Est-il possible de devenir mandataire immobilier sans diplôme ?

Oui. Aucun diplôme n’est exigé par la loi pour exercer comme mandataire immobilier indépendant. Les réseaux nationaux comme SAFTI recrutent régulièrement des candidats en reconversion sans formation immobilière. La seule obligation est de suivre la formation initiale du réseau, puis 42 heures de formation continue sur 3 ans imposées par la loi ALUR.

Qui peut être mandataire immobilier ?

Toute personne majeure, ayant un casier judiciaire vierge (bulletin n°2 sans condamnations liées aux délits financiers ou aux biens), et n’étant pas frappée d’une interdiction de gérer. Aucune nationalité, aucun diplôme ni aucune expérience préalable ne sont requis. Les profils en reconversion, les anciens commerciaux et les jeunes diplômés sont nombreux à se lancer.

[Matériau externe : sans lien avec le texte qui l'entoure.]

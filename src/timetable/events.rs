//! Records shared between the educator, classroom and extracurricular schedules.

use chrono::NaiveTime;
use serde::{Deserialize, Serialize};

use crate::json_util::{parse_time, parse_vec};

/// An `(id, name)` tuple, sent by the API as `{"Item1": id, "Item2": name}`.
#[derive(Debug, Clone, PartialEq, Eq, Hash, Deserialize, Serialize)]
pub struct IdentityPair {
    #[serde(rename = "Item1")]
    pub id: u32,
    #[serde(rename = "Item2")]
    pub name: String,
}

/// Audience of a study event: group names and course description.
#[derive(Debug, Clone, PartialEq, Eq, Hash, Deserialize, Serialize)]
pub struct ContingentUnit {
    #[serde(rename = "Item1")]
    pub groups: String,
    #[serde(rename = "Item2")]
    pub courses: String,
}

#[derive(Debug, Clone, PartialEq, Deserialize, Serialize)]
#[serde(rename_all = "PascalCase")]
pub struct Location {
    pub is_empty: bool,
    pub display_name: String,
    pub has_geographic_coordinates: bool,
    pub latitude: Option<f64>,
    pub longitude: Option<f64>,
    pub latitude_value: Option<String>,
    pub longitude_value: Option<String>,
}

impl Location {
    /// Both coordinates, if the location has them.
    #[must_use]
    pub fn coordinates(&self) -> Option<(f64, f64)> {
        match (self.latitude, self.longitude) {
            (Some(lat), Some(lon)) if self.has_geographic_coordinates => Some((lat, lon)),
            _ => None,
        }
    }
}

/// A location together with the educators assigned to it.
#[derive(Debug, Clone, PartialEq, Deserialize, Serialize)]
#[serde(rename_all = "PascalCase")]
pub struct EducatorLocation {
    #[serde(flatten)]
    pub location: Location,
    pub educators_display_text: Option<String>,
    pub has_educators: bool,
    #[serde(default, deserialize_with = "parse_vec")]
    pub educator_ids: Vec<IdentityPair>,
}

/// A recurring event of a term-long schedule, keyed by time of day.
#[derive(Debug, Clone, PartialEq, Deserialize, Serialize)]
#[serde(rename_all = "PascalCase")]
pub struct TermStudyEvent {
    #[serde(default, deserialize_with = "parse_time")]
    pub start: Option<NaiveTime>,
    #[serde(default, deserialize_with = "parse_time")]
    pub end: Option<NaiveTime>,
    pub subject: String,
    pub time_interval_string: String,
    /// Dates the event takes place on, as display strings.
    #[serde(default, deserialize_with = "parse_vec")]
    pub dates: Vec<String>,
    pub educators_display_text: Option<String>,
    #[serde(rename = "IsCanceled")]
    pub is_cancelled: bool,
    #[serde(rename = "StudyEventsTimeTableKindCode")]
    pub timetable_kind_code: i32,
    #[serde(default, deserialize_with = "parse_vec")]
    pub educator_ids: Vec<IdentityPair>,
    #[serde(default, deserialize_with = "parse_vec")]
    pub event_locations: Vec<EducatorLocation>,
    #[serde(default, deserialize_with = "parse_vec")]
    pub contingent_unit_names: Vec<ContingentUnit>,
}

#[cfg(test)]
mod tests {
    use serde_json::json;

    use super::*;
    use crate::error::Error;
    use crate::json_util::{parse_record, parse_records};

    #[test]
    fn identity_pairs_keep_order() {
        let pairs: Vec<IdentityPair> = parse_records(&json!([
            { "Item1": 7, "Item2": "Smith" },
            { "Item1": 2, "Item2": "Jones" },
        ]))
        .unwrap();
        assert_eq!(
            pairs,
            vec![
                IdentityPair { id: 7, name: "Smith".into() },
                IdentityPair { id: 2, name: "Jones".into() },
            ]
        );
    }

    #[test]
    fn location_without_coordinates() {
        let location: Location = parse_record(&json!({
            "IsEmpty": false,
            "DisplayName": "Университетский пр., 28, 2414",
            "HasGeographicCoordinates": false,
            "Latitude": null,
            "Longitude": null,
        }))
        .unwrap();
        assert_eq!(location.latitude, None);
        assert_eq!(location.latitude_value, None);
        assert_eq!(location.coordinates(), None);
    }

    #[test]
    fn educator_location_missing_base_field_names_the_location() {
        let err = parse_record::<EducatorLocation>(&json!({
            "DisplayName": "Менделеевская линия, 5, 112",
            "HasGeographicCoordinates": false,
            "HasEducators": false,
        }))
        .unwrap_err();
        let Error::Schema(err) = err else {
            panic!("expected a schema error");
        };
        assert_eq!(err.shape, "EducatorLocation");
        assert_eq!(err.field.as_deref(), Some("IsEmpty"));
    }

    #[test]
    fn educator_location_without_educators_has_empty_ids() {
        let location: EducatorLocation = parse_record(&json!({
            "IsEmpty": false,
            "DisplayName": "Менделеевская линия, 5, 112",
            "HasGeographicCoordinates": true,
            "Latitude": 59.941_894,
            "Longitude": 30.299_001,
            "LatitudeValue": "59.941894",
            "LongitudeValue": "30.299001",
            "HasEducators": false,
        }))
        .unwrap();
        assert!(location.educator_ids.is_empty());
        assert_eq!(location.educators_display_text, None);
        assert_eq!(location.location.coordinates(), Some((59.941_894, 30.299_001)));
    }

    #[test]
    fn term_event_without_optional_arrays() {
        let event: TermStudyEvent = parse_record(&json!({
            "Start": "09:30:00",
            "End": "11:05:00",
            "Subject": "Алгебра, лекция",
            "TimeIntervalString": "09:30–11:05",
            "IsCanceled": false,
            "StudyEventsTimeTableKindCode": 1,
        }))
        .unwrap();
        assert!(event.dates.is_empty());
        assert!(event.educator_ids.is_empty());
        assert!(event.event_locations.is_empty());
        assert!(event.contingent_unit_names.is_empty());
        assert_eq!(event.start, NaiveTime::from_hms_opt(9, 30, 0));
    }
}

Quel statut juridique choisir pour démarrer ?

La micro-entreprise reste le statut le plus adapté en début d’activité : création simple, comptabilité allégée, cotisations sociales de 22 % du chiffre d’affaires et abattement fiscal de 34 %. Le plafond de 77 700 € de chiffre d’affaires annuel suffit largement la première année. Le passage en EI classique ou en société se fait quand les revenus progressent.